Problem —
The answer must be exactly the lines from the one containing "is not confirmed" through the end of the material, with both ends kept and no other lines.

--- START ---

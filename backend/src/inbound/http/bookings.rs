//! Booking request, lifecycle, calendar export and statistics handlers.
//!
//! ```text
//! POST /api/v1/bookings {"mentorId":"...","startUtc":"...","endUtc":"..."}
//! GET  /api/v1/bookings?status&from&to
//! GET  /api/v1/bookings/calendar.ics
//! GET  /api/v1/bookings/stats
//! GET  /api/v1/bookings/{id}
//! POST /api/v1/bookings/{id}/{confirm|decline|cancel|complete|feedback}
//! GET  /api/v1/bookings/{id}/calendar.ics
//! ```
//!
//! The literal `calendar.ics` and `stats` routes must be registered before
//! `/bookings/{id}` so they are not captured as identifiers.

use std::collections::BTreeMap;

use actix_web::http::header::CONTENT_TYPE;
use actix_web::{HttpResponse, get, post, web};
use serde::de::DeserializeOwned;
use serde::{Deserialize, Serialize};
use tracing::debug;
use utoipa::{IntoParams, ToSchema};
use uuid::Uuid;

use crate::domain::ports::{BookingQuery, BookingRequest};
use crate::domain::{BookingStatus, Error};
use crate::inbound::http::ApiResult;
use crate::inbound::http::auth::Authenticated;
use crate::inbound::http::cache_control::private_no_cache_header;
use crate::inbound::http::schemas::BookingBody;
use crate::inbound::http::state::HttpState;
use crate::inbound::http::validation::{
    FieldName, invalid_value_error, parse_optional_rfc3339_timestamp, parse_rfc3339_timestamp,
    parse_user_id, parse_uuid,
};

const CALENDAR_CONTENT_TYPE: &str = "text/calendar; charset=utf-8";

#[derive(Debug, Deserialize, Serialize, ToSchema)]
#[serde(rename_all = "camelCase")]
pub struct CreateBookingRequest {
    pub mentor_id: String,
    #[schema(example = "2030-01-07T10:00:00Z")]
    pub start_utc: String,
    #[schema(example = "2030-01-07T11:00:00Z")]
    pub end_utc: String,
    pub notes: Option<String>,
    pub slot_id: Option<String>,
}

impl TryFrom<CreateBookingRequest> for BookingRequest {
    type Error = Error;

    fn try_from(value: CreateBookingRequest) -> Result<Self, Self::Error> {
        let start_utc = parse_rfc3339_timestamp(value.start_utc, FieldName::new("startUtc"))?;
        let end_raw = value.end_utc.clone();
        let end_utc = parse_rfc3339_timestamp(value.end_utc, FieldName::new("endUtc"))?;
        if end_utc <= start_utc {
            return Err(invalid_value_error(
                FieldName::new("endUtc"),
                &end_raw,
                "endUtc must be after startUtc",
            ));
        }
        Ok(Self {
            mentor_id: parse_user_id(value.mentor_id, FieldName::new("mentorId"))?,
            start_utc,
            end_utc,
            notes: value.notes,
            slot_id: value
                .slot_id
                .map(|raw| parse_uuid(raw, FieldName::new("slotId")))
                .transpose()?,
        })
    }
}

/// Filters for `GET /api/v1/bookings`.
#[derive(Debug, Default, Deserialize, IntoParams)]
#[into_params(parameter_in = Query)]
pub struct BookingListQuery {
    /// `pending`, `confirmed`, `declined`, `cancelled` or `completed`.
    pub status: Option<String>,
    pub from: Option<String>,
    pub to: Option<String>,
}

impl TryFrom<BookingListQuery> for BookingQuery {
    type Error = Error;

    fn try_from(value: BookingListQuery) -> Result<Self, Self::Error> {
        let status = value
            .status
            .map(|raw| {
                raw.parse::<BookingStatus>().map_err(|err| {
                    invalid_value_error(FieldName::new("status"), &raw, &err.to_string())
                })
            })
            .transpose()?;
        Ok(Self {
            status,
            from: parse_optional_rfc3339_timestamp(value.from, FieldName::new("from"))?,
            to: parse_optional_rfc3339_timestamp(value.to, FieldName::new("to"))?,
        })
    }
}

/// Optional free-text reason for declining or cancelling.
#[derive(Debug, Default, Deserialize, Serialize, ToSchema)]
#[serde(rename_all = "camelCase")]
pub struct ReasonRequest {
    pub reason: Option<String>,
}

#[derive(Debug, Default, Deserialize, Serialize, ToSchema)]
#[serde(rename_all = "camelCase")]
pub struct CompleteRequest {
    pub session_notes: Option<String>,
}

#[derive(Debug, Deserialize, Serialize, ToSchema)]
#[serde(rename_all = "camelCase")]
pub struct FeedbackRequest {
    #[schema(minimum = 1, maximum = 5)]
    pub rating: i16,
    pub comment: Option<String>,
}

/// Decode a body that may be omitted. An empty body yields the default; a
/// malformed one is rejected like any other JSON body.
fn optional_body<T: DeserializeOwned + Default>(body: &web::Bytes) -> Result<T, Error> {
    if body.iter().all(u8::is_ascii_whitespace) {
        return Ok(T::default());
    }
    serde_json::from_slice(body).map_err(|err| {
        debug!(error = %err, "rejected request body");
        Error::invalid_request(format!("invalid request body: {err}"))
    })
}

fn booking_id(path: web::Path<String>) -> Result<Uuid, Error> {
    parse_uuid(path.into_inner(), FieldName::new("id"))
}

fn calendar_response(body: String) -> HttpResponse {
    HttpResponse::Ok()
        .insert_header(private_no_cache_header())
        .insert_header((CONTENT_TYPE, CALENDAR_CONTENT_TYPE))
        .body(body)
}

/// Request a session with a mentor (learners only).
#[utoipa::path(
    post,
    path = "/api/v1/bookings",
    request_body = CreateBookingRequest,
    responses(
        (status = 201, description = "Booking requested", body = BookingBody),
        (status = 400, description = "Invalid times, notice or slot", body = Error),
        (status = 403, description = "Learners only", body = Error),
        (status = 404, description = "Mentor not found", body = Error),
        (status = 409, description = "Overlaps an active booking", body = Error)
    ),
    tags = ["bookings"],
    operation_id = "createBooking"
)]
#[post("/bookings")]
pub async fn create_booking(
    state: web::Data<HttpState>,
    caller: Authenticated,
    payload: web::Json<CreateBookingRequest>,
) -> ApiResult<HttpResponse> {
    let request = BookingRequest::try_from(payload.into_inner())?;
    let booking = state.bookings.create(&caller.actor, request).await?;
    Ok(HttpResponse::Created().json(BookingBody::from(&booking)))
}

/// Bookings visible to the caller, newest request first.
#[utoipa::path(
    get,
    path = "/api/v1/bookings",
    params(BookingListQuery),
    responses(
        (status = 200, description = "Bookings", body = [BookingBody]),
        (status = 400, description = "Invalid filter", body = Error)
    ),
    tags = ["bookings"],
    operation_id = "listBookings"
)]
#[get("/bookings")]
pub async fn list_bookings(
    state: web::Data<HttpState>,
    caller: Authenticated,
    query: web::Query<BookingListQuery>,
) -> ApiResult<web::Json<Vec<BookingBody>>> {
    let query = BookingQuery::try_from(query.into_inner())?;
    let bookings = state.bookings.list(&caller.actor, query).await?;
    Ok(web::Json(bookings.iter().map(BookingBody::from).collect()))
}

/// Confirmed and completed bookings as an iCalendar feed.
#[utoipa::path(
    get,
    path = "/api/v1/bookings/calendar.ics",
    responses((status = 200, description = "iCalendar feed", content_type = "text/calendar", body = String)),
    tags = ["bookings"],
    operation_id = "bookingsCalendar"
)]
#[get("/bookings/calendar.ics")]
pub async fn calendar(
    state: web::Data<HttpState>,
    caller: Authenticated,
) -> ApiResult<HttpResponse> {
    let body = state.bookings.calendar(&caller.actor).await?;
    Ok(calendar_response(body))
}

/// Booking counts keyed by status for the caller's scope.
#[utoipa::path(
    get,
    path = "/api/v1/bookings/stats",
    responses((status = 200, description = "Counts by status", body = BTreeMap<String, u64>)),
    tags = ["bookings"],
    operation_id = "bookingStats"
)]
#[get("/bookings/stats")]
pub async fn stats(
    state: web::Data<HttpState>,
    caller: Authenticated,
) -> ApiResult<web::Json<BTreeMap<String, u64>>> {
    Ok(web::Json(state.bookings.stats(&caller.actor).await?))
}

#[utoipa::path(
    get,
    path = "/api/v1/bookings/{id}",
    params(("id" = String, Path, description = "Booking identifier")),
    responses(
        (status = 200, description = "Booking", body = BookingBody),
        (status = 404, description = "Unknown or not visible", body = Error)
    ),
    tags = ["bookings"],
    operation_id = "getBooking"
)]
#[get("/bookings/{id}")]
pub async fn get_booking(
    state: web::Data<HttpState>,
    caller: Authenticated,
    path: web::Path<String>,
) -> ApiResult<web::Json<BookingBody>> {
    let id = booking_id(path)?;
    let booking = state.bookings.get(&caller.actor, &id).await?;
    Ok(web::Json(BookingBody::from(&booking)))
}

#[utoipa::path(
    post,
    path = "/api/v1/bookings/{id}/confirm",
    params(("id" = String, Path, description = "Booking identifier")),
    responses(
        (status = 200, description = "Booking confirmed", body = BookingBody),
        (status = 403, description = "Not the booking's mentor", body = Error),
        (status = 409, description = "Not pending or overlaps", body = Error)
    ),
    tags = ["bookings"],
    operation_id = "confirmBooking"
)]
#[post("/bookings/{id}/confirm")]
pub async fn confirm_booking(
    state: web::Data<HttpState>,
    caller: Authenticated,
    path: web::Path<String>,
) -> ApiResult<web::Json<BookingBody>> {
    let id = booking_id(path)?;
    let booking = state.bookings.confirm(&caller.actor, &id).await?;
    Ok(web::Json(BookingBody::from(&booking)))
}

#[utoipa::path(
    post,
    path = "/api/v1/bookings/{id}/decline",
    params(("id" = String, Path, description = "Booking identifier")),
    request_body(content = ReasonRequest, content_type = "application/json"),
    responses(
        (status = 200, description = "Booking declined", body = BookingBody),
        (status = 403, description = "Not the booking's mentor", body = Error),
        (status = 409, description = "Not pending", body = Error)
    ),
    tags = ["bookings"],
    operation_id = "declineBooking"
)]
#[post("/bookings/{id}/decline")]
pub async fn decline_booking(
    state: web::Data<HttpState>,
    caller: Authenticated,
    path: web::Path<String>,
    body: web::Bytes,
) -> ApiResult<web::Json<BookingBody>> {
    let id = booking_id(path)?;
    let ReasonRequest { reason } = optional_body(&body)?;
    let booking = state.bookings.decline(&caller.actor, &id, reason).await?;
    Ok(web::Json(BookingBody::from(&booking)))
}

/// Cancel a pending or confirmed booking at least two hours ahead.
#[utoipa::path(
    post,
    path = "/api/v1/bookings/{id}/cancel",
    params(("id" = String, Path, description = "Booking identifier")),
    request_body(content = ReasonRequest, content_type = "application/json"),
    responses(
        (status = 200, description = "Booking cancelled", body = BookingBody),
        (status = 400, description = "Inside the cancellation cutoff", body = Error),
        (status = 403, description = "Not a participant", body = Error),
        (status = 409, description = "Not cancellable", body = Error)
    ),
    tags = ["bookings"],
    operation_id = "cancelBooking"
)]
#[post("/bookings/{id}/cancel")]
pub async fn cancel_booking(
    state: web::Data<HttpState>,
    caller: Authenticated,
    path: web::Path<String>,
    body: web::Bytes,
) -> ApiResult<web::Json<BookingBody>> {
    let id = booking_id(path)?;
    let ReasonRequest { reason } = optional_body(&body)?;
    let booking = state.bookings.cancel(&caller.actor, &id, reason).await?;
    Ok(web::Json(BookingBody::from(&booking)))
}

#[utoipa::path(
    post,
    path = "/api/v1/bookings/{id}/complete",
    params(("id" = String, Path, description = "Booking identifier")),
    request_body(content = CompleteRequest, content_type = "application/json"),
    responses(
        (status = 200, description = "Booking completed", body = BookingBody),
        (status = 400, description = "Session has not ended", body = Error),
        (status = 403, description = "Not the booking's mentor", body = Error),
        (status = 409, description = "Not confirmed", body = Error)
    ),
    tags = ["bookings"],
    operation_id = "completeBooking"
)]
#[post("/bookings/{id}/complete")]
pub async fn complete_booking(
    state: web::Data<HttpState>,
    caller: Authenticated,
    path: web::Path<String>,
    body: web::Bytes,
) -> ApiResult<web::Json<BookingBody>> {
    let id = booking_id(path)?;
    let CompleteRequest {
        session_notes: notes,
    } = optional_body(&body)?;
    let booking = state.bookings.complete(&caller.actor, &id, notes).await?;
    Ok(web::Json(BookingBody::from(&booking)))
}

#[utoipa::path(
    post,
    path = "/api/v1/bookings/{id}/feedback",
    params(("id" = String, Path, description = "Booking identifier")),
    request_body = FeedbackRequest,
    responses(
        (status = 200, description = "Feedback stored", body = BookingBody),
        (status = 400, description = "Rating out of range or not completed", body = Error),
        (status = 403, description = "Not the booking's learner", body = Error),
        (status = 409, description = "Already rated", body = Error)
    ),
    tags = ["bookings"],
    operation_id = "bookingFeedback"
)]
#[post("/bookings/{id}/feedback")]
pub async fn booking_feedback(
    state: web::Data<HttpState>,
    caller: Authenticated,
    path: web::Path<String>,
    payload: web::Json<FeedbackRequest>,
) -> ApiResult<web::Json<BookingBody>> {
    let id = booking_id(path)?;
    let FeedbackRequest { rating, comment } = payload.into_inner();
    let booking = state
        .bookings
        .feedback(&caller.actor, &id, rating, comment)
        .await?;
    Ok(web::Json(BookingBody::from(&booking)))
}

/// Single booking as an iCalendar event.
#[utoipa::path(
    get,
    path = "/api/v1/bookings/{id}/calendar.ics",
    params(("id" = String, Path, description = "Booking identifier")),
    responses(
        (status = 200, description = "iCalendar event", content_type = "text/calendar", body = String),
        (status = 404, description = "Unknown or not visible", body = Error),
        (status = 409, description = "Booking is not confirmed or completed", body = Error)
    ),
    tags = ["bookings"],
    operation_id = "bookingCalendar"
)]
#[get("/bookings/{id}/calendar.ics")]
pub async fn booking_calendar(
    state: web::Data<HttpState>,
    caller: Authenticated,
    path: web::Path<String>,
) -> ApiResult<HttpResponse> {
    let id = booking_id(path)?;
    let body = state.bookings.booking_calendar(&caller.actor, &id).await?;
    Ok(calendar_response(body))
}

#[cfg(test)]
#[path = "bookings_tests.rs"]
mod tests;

--- END ---

Answer to the problem —
        (status = 409, description = "Booking is not confirmed or completed", body = Error)
    ),
    tags = ["bookings"],
    operation_id = "bookingCalendar"
)]
#[get("/bookings/{id}/calendar.ics")]
pub async fn booking_calendar(
    state: web::Data<HttpState>,
    caller: Authenticated,
    path: web::Path<String>,
) -> ApiResult<HttpResponse> {
    let id = booking_id(path)?;
    let body = state.bookings.booking_calendar(&caller.actor, &id).await?;
    Ok(calendar_response(body))
}

#[cfg(test)]
#[path = "bookings_tests.rs"]
mod tests;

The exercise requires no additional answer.